▶ _DATA TO EXAMINE_:

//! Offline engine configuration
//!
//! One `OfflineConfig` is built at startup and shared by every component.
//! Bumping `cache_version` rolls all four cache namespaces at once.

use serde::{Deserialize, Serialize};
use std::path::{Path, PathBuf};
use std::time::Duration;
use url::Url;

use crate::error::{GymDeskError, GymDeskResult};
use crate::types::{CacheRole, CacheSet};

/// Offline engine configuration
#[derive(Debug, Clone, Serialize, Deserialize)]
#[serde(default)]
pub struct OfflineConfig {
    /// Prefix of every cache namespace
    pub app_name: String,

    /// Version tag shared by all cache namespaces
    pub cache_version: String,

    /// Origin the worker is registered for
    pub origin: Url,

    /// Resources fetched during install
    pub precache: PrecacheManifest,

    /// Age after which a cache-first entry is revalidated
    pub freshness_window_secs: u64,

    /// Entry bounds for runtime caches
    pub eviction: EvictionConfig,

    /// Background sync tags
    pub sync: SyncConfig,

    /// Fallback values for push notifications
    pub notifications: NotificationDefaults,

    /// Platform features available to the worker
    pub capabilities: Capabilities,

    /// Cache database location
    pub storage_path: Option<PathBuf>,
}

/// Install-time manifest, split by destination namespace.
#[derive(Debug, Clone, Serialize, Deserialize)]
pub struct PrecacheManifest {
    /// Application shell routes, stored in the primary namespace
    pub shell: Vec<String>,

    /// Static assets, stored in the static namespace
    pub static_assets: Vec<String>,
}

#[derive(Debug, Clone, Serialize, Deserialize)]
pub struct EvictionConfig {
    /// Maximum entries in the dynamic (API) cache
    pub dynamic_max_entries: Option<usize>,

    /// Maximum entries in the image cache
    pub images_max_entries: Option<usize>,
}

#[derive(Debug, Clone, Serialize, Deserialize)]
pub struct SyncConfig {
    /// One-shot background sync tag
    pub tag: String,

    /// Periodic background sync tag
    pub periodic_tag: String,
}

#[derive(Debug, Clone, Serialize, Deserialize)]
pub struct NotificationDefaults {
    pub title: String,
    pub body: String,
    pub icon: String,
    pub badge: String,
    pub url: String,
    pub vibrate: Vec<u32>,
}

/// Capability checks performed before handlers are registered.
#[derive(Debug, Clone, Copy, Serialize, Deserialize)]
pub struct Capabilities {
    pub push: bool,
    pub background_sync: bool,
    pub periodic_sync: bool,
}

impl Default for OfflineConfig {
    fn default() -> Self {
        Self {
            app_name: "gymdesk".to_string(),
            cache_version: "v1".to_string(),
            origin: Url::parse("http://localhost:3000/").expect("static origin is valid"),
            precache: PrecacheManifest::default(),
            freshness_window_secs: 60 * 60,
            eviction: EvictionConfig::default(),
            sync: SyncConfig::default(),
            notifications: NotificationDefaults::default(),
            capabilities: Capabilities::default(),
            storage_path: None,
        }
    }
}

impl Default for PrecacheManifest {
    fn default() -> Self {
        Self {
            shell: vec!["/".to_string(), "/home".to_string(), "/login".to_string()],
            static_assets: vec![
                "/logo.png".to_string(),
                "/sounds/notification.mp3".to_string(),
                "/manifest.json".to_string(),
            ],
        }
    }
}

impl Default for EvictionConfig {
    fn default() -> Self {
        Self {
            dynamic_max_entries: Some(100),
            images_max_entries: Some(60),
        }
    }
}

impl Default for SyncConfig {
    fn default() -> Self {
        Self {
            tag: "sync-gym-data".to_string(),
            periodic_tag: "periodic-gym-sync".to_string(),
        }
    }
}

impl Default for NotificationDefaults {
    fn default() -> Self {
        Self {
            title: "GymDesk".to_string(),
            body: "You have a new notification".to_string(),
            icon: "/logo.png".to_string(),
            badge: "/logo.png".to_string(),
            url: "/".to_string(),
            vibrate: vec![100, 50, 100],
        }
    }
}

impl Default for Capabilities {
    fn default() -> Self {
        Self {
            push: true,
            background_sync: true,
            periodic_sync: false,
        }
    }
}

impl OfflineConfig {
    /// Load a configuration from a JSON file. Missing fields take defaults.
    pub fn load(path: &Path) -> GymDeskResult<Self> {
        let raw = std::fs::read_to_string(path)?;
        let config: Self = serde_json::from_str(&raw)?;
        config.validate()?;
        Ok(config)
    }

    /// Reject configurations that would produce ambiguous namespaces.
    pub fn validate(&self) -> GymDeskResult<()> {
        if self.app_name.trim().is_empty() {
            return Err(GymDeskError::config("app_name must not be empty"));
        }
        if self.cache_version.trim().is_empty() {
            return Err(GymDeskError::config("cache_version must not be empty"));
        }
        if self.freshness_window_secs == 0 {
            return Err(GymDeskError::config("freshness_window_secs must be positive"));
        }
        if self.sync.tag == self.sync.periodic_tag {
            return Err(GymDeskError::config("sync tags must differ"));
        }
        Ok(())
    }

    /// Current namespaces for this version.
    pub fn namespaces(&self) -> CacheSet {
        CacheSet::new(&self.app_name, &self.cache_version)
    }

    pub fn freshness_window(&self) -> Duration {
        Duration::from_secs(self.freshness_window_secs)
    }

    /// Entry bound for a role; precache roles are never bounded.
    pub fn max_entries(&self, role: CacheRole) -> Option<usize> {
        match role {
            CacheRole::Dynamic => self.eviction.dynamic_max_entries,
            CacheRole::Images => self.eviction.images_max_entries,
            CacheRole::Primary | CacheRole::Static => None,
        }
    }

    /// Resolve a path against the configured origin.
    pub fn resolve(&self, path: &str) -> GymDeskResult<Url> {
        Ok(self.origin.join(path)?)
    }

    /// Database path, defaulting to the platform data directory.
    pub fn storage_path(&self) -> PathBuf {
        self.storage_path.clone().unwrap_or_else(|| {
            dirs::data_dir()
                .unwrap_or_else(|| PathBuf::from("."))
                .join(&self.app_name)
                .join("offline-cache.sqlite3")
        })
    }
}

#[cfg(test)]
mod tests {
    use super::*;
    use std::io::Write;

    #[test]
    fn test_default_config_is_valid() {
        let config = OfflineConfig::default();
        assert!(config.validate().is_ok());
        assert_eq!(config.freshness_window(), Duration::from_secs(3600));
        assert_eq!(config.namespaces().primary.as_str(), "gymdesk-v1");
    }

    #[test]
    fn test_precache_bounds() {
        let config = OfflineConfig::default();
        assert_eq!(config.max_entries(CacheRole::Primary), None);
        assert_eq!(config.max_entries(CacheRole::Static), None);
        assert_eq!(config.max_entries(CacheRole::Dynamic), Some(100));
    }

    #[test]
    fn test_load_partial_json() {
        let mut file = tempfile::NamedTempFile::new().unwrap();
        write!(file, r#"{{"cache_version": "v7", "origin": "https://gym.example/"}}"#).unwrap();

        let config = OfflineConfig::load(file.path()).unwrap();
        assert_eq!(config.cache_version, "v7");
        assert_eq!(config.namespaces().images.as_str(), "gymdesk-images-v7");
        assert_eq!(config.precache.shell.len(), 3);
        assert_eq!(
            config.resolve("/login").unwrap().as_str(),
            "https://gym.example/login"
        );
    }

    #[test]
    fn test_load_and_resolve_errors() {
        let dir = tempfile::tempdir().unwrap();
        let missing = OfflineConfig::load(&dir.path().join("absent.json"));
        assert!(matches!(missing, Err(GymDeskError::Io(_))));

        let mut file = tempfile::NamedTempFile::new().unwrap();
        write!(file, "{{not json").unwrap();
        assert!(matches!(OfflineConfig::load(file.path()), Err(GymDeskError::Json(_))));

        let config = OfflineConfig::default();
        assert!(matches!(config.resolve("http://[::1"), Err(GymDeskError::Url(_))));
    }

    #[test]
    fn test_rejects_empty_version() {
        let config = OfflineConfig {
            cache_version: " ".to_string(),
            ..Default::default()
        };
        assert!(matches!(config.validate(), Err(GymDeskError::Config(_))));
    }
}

▶ _WHAT NEEDS TO BE DONE_: For each line above that carries the word "CacheSet", copy it out.

▶ _RESPONSE FOR THIS EXERCISE_:
use crate::types::{CacheRole, CacheSet};
    pub fn namespaces(&self) -> CacheSet {
        CacheSet::new(&self.app_name, &self.cache_version)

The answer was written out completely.